Problem statement:
Every line of the entries below from the one containing "context.encode_equivalence(literals[0], literals[1])" to the one containing "assert_eq!(context.value(or), Ok(false));", both ends included, must be written out exactly. No other line belongs in the answer.

═══ Data shown

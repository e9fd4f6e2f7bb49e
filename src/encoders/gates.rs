/*!
Tseitin encodings of boolean gates.

For a gate with output *o* and inputs *l1*, …, *ln*:

| Gate | Clauses |
|---|---|
| and | (-o ∨ li) for each i, and (o ∨ -l1 ∨ … ∨ -ln) |
| or | (o ∨ -li) for each i, and (-o ∨ l1 ∨ … ∨ ln) |
| xor of two | (-o ∨ a ∨ b), (-o ∨ -a ∨ -b), (o ∨ -a ∨ b), (o ∨ a ∨ -b) |
| ite | (-c ∨ -t ∨ o), (-c ∨ t ∨ -o), (c ∨ -e ∨ o), (c ∨ e ∨ -o), (-t ∨ -e ∨ o), (t ∨ e ∨ -o) |

Negated gates (nand, nor, xor) are the negated outputs of the corresponding gates, without further clauses.

An exclusive or of more than two literals is a chain of two-literal exclusive ors, each with an auxiliary output.
So, xnor(*l1*, …, *ln*) is true exactly when an even number of *l1*, …, *ln* are true.

With no inputs, and is true while or and xor are false.
*/

use crate::{
    context::GenericContext,
    misc::log::targets::{self},
    structures::{
        atom::TOP_ATOM,
        literal::{CLiteral, Lit, Literal},
    },
    types::err::ErrorKind,
};

impl<R: rand::Rng + std::default::Default> GenericContext<R> {
    /// The canonical literal of a fresh output atom, listed among the literals of the context.
    fn fresh_output(&mut self) -> Result<CLiteral, ErrorKind> {
        Ok(self.fresh_literal()?.canonical())
    }

    /// Encodes `o` ⇔ (`a` ⊕ `b`).
    fn encode_xor(&mut self, o: CLiteral, a: CLiteral, b: CLiteral) -> Result<(), ErrorKind> {
        self.add_encoded_clause(vec![-o, a, b])?;
        self.add_encoded_clause(vec![-o, -a, -b])?;
        self.add_encoded_clause(vec![o, -a, b])?;
        self.add_encoded_clause(vec![o, a, -b])
    }

    /// Encodes `a` ⇔ `b`.
    fn encode_equivalence(&mut self, a: CLiteral, b: CLiteral) -> Result<(), ErrorKind> {
        self.add_encoded_clause(vec![-a, b])?;
        self.add_encoded_clause(vec![a, -b])
    }

    /// A literal equivalent to the exclusive or of `literals`.
    ///
    /// For no literals this is the false literal, for a single literal this is the literal, and otherwise the output of a chain of auxiliary exclusive ors.
    fn xor_chain(&mut self, literals: &[CLiteral]) -> Result<CLiteral, ErrorKind> {
        let Some((first, rest)) = literals.split_first() else {
            return Ok(CLiteral::new(TOP_ATOM, false));
        };

        let mut accumulator = *first;
        for literal in rest {
            let auxiliary = self.fresh_auxiliary()?;
            self.encode_xor(auxiliary, accumulator, *literal)?;
            accumulator = auxiliary;
        }
        Ok(accumulator)
    }

    /// Encodes `o` ⇔ (`literals[0]` ∧ … ∧ `literals[n]`).
    fn encode_and(&mut self, o: CLiteral, literals: &[CLiteral]) -> Result<(), ErrorKind> {
        for literal in literals {
            self.add_encoded_clause(vec![-o, *literal])?;
        }
        let mut long = vec![o];
        long.extend(literals.iter().map(|literal| -*literal));
        self.add_encoded_clause(long)
    }

    /// Encodes `o` ⇔ (`literals[0]` ∨ … ∨ `literals[n]`).
    fn encode_or(&mut self, o: CLiteral, literals: &[CLiteral]) -> Result<(), ErrorKind> {
        for literal in literals {
            self.add_encoded_clause(vec![o, -*literal])?;
        }
        let mut long = vec![-o];
        long.extend(literals.iter().copied());
        self.add_encoded_clause(long)
    }

    /// A fresh literal equivalent to the exclusive nor of `lits`, true exactly when an even number of `lits` are true.
    ///
    /// ```rust
    /// # use burrow_sat::context::Context;
    /// let mut context = Context::default();
    /// let lits = context.fresh_literals(3).unwrap();
    /// let o = context.xnor(&lits).unwrap();
    ///
    /// assert_eq!(context.solve(&[lits[0], lits[1], -lits[2]]), Ok(true));
    /// assert_eq!(context.value(o), Ok(true));
    ///
    /// assert_eq!(context.solve(&[lits[0], lits[1], lits[2]]), Ok(true));
    /// assert_eq!(context.value(o), Ok(false));
    /// ```
    pub fn xnor(&mut self, lits: &[Lit]) -> Result<Lit, ErrorKind> {
        self.encode(lits, |context, literals| {
            let o = context.fresh_output()?;
            log::trace!(target: targets::ENCODER, "xnor of {} literals to {o}", literals.len());

            match literals.split_last() {
                None => context.add_encoded_clause(vec![o])?,
                Some((last, [])) => context.encode_equivalence(-o, *last)?,
                Some((last, rest)) => {
                    let accumulator = context.xor_chain(rest)?;
                    context.encode_xor(-o, accumulator, *last)?;
                }
            }

            Ok(context.client_literal(o))
        })
    }

    /// A fresh literal equivalent to the exclusive or of `lits`, true exactly when an odd number of `lits` are true.
    pub fn xor(&mut self, lits: &[Lit]) -> Result<Lit, ErrorKind> {
        Ok(-self.xnor(lits)?)
    }

    /// A fresh literal equivalent to the conjunction of `lits`.
    pub fn and(&mut self, lits: &[Lit]) -> Result<Lit, ErrorKind> {
        self.encode(lits, |context, literals| {
            let o = context.fresh_output()?;
            log::trace!(target: targets::ENCODER, "and of {} literals to {o}", literals.len());
            context.encode_and(o, &literals)?;
            Ok(context.client_literal(o))
        })
    }

    /// A fresh literal equivalent to the disjunction of `lits`.
    pub fn or(&mut self, lits: &[Lit]) -> Result<Lit, ErrorKind> {
        self.encode(lits, |context, literals| {
            let o = context.fresh_output()?;
            log::trace!(target: targets::ENCODER, "or of {} literals to {o}", literals.len());
            context.encode_or(o, &literals)?;
            Ok(context.client_literal(o))
        })
    }

    /// A fresh literal equivalent to the negated conjunction of `lits`.
    pub fn nand(&mut self, lits: &[Lit]) -> Result<Lit, ErrorKind> {
        Ok(-self.and(lits)?)
    }

    /// A fresh literal equivalent to the negated disjunction of `lits`.
    pub fn nor(&mut self, lits: &[Lit]) -> Result<Lit, ErrorKind> {
        Ok(-self.or(lits)?)
    }

    /// The negation of `lit`, checked as a literal of the context.
    ///
    /// No clauses are added.
    pub fn not(&self, lit: Lit) -> Result<Lit, ErrorKind> {
        self.ensure_usable()?;
        self.canonical_literal(&lit)?;
        Ok(-lit)
    }

    /// A fresh literal equivalent to `a` → `b`.
    pub fn implies(&mut self, a: Lit, b: Lit) -> Result<Lit, ErrorKind> {
        self.or(&[-a, b])
    }

    /// A fresh literal equivalent to `a` ⇔ `b`.
    pub fn equal(&mut self, a: Lit, b: Lit) -> Result<Lit, ErrorKind> {
        self.xnor(&[a, b])
    }

    /// A fresh literal equivalent to `then_lit` if `condition` is true, and to `else_lit` otherwise.
    pub fn ite(&mut self, condition: Lit, then_lit: Lit, else_lit: Lit) -> Result<Lit, ErrorKind> {
        self.encode(&[condition, then_lit, else_lit], |context, literals| {
            let [c, t, e] = [literals[0], literals[1], literals[2]];
            let o = context.fresh_output()?;
            log::trace!(target: targets::ENCODER, "ite of {c} {t} {e} to {o}");

            context.add_encoded_clause(vec![-c, -t, o])?;
            context.add_encoded_clause(vec![-c, t, -o])?;
            context.add_encoded_clause(vec![c, -e, o])?;
            context.add_encoded_clause(vec![c, e, -o])?;
            context.add_encoded_clause(vec![-t, -e, o])?;
            context.add_encoded_clause(vec![t, e, -o])?;

            Ok(context.client_literal(o))
        })
    }

    /// Requires each of `lits` to be true.
    pub fn assert_and(&mut self, lits: &[Lit]) -> Result<(), ErrorKind> {
        self.encode(lits, |context, literals| {
            for literal in literals {
                context.add_encoded_clause(vec![literal])?;
            }
            Ok(())
        })
    }

    /// Requires some of `lits` to be true.
    ///
    /// With no literals, the formula becomes unsatisfiable.
    pub fn assert_or(&mut self, lits: &[Lit]) -> Result<(), ErrorKind> {
        self.encode(lits, |context, literals| context.add_encoded_clause(literals))
    }

    /// Requires some of `lits` to be false.
    ///
    /// With no literals, the formula becomes unsatisfiable.
    pub fn assert_nand(&mut self, lits: &[Lit]) -> Result<(), ErrorKind> {
        self.encode(lits, |context, literals| {
            context.add_encoded_clause(literals.into_iter().map(|literal| -literal).collect())
        })
    }

    /// Requires each of `lits` to be false.
    pub fn assert_nor(&mut self, lits: &[Lit]) -> Result<(), ErrorKind> {
        self.encode(lits, |context, literals| {
            for literal in literals {
                context.add_encoded_clause(vec![-literal])?;
            }
            Ok(())
        })
    }

    /// Requires an odd number of `lits` to be true.
    ///
    /// With no literals, the formula becomes unsatisfiable.
    pub fn assert_xor(&mut self, lits: &[Lit]) -> Result<(), ErrorKind> {
        self.encode(lits, |context, literals| match literals.split_last() {
            None => context.add_encoded_clause(Vec::default()),
            Some((last, rest)) => {
                let accumulator = context.xor_chain(rest)?;
                context.encode_equivalence(accumulator, -*last)
            }
        })
    }

    /// Requires an even number of `lits` to be true.
    pub fn assert_xnor(&mut self, lits: &[Lit]) -> Result<(), ErrorKind> {
        self.encode(lits, |context, literals| match literals.split_last() {
            None => Ok(()),
            Some((last, rest)) => {
                let accumulator = context.xor_chain(rest)?;
                context.encode_equivalence(accumulator, *last)
            }
        })
    }

    /// Requires `a` to imply `b`.
    pub fn assert_implies(&mut self, a: Lit, b: Lit) -> Result<(), ErrorKind> {
        self.assert_or(&[-a, b])
    }

    /// Requires `a` and `b` to have the same value.
    pub fn assert_equal(&mut self, a: Lit, b: Lit) -> Result<(), ErrorKind> {
        self.encode(&[a, b], |context, literals| {
            context.encode_equivalence(literals[0], literals[1])
        })
    }
}

#[cfg(test)]
mod tests {
    use crate::context::Context;

    #[test]
    fn empty_gates() {
        let mut context = Context::default();
        let and = context.and(&[]).unwrap();
        let or = context.or(&[]).unwrap();
        let xnor = context.xnor(&[]).unwrap();

        assert_eq!(context.solve(&[]), Ok(true));
        assert_eq!(context.value(and), Ok(true));
        assert_eq!(context.value(or), Ok(false));
        assert_eq!(context.value(xnor), Ok(true));
    }

    #[test]
    fn single_xnor_negates() {
        let mut context = Context::default();
        let p = context.fresh_literal().unwrap();
        let o = context.xnor(&[p]).unwrap();

        assert_eq!(context.solve(&[p]), Ok(true));
        assert_eq!(context.value(o), Ok(false));
        assert_eq!(context.solve(&[-p]), Ok(true));
        assert_eq!(context.value(o), Ok(true));
    }

    #[test]
    fn chain_auxiliaries_are_hidden() {
        let mut context = Context::default();
        let lits = context.fresh_literals(4).unwrap();
        let _ = context.xnor(&lits).unwrap();

        // The constant, four inputs, and the output.
        assert_eq!(context.literals().unwrap().len(), 6);
        // And two auxiliary atoms for the chain, with the top atom.
        assert_eq!(context.atom_count(), 8);
    }

    #[test]
    fn ite_selects() {
        let mut context = Context::default();
        let [c, t, e] = [
            context.fresh_literal().unwrap(),
            context.fresh_literal().unwrap(),
            context.fresh_literal().unwrap(),
        ];
        let o = context.ite(c, t, e).unwrap();

        assert_eq!(context.solve(&[c, t, -e]), Ok(true));
        assert_eq!(context.value(o), Ok(true));
        assert_eq!(context.solve(&[-c, t, -e]), Ok(true));
        assert_eq!(context.value(o), Ok(false));
    }

    #[test]
    fn assert_xor_parity() {
        let mut context = Context::default();
        let lits = context.fresh_literals(3).unwrap();
        context.assert_xor(&lits).unwrap();

        assert_eq!(context.solve(&[lits[0], lits[1], lits[2]]), Ok(true));
        assert_eq!(context.solve(&[lits[0], lits[1]]), Ok(true));
        assert_eq!(context.value(lits[2]), Ok(true));
        assert_eq!(context.solve(&[lits[0], -lits[1], lits[2]]), Ok(false));
    }
}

══════

Answer to the problem:
            context.encode_equivalence(literals[0], literals[1])
        })
    }
}

#[cfg(test)]
mod tests {
    use crate::context::Context;

    #[test]
    fn empty_gates() {
        let mut context = Context::default();
        let and = context.and(&[]).unwrap();
        let or = context.or(&[]).unwrap();
        let xnor = context.xnor(&[]).unwrap();

        assert_eq!(context.solve(&[]), Ok(true));
        assert_eq!(context.value(and), Ok(true));
        assert_eq!(context.value(or), Ok(false));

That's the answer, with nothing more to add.